Years ago my auto tech buddies told me the best thing I could do for my car's A/C system is to use it regularly. With my early cars I made it a point to in the winter months run the A/C system a while every so often.

Then in 2002 when my cars were equipped with auto climate control systems and the A/C system ran much more often and in the non summer months I mostly relied upon that usage.

The other thing I do is before I put the car away for the day I turn off the A/C compressor -- when a few minutes away from home and the garage -- and just run the cabin vent fan for a bit to "dry" the air vent tubes and the evaporator. This reduces the chance these surfaces which are damp provide a suitable environment for mold/mildew to take hold.

Oh, and change the cabin air filter on schedule.
Your buddies gave you good advice and I'll echo everything you said there. Speaking as a longtime mechanic who was the shop A/C guy, I can confirm that regular use is key to maximizing seal life.
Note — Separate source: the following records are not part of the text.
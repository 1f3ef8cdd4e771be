//! # Transform Pipeline — Per-Object Matrices
//!
//! Every drawn entity needs three matrices each frame:
//!
//! ```text
//! model          local → world         T * Roll * Yaw * S
//! inverse_model  world → local         S⁻¹ * Yaw⁻¹ * Roll⁻¹ * T⁻¹
//! mvp            local → clip          Proj * View * model
//! ```
//!
//! The inverse model is built from the inverted factors rather than by a
//! general 4x4 inverse. The mesh shader transforms normals as
//! `(vec4(n, 0) * inverse_model)`, i.e. by the transpose of the inverse, which
//! keeps them perpendicular to surfaces under non-uniform scale.
//!
//! The shadow pass needs only `model` and the frame's view-projection; the
//! projection onto the ground happens in the vertex stage.
//! [`project_to_plane`] is the same math on the CPU.

use crate::math::{roll_matrix, yaw_matrix, Mat4, Vec3};

/// Where and how an entity sits in the world, as far as rendering cares.
#[derive(Debug, Clone, Copy, PartialEq)]
pub struct Pose {
    pub position: Vec3,
    pub scale: Vec3,
    /// Yaw about +Y, degrees.
    pub yaw: f32,
    /// Roll about +Z, degrees. Applied after the yaw.
    pub roll: f32,
}

impl Pose {
    pub fn new(position: Vec3, scale: Vec3, yaw: f32) -> Self {
        Self {
            position,
            scale,
            yaw,
            roll: 0.0,
        }
    }

    pub fn with_roll(mut self, roll: f32) -> Self {
        self.roll = roll;
        self
    }

    /// Local → world.
    pub fn model(&self) -> Mat4 {
        Mat4::from_translation(self.position)
            * roll_matrix(self.roll)
            * yaw_matrix(self.yaw)
            * Mat4::from_scale(self.scale)
    }

    /// World → local, composed from the inverted factors in reverse order.
    ///
    /// Callers guarantee non-zero scale (entities reject it at construction).
    pub fn inverse_model(&self) -> Mat4 {
        Mat4::from_scale(self.scale.recip())
            * yaw_matrix(-self.yaw)
            * roll_matrix(-self.roll)
            * Mat4::from_translation(-self.position)
    }
}

/// The matrices uploaded for one lit draw.
#[derive(Debug, Clone, Copy, PartialEq)]
pub struct ObjectTransforms {
    pub model: Mat4,
    pub inverse_model: Mat4,
    pub mvp: Mat4,
}

impl ObjectTransforms {
    pub fn new(pose: &Pose, view_projection: Mat4) -> Self {
        let model = pose.model();
        Self {
            model,
            inverse_model: pose.inverse_model(),
            mvp: view_projection * model,
        }
    }
}

/// Project `point` onto the horizontal plane `y = plane_y` along the ray from
/// a point light at `light`.
///
/// Mirrors the vertex stage of `shadow.wgsl`. A point level with the light has
/// no intersection; it is dropped straight down instead.
pub fn project_to_plane(point: Vec3, light: Vec3, plane_y: f32) -> Vec3 {
    let dy = point.y - light.y;
    if dy.abs() < 1e-6 {
        return Vec3::new(point.x, plane_y, point.z);
    }
    let t = (plane_y - light.y) / dy;
    Vec3::new(
        (point.x - light.x) * t + light.x,
        plane_y,
        (point.z - light.z) * t + light.z,
    )
}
The compressor oil that circulates with the refrigerant also keeps seals healthy, especially seals on compressor internals but to a lesser extent all the seals in the system.

A lot of people also don't realize that ALL A/C systems leak refrigerant, although modern systems are better. The molecules are so small that it's impossible to create perfect seals on moving parts. Add to that, the R-134a molecule is a lot smaller than the R-12 used in cars for decades, so even with modern seal technology slow leaks are just a fact of life. It might take 6 or 8 years to need a recharge, but the time always comes and doesn't automatically mean there are repairable leaks. In this case the system doesn't use oil, so you don't want to recharge with refrigerant that has oil added (which is how most of the home-repair products are made).

Oil leaks out along with the refrigerant, which often requires oil to be added with a top-off, but too much oil can cause issues just like too much refrigerant. The two refrigerants also use oils that are incompatible and will turn into mud and trash the whole system if mixed. Used to see that a lot back in the 90s when R-134a was still a new thing and people were trying to do backyard retrofits.

The bottom line is that A/C systems are fundamentally simple, but there are finer points to their operation and special equipment required to work on them properly that make home repairs a tall order. We used to pay around $700 for a good A/C vacuum pump back in the 90s. Not sure what they go for now but I'm betting they haven't gotten any cheaper.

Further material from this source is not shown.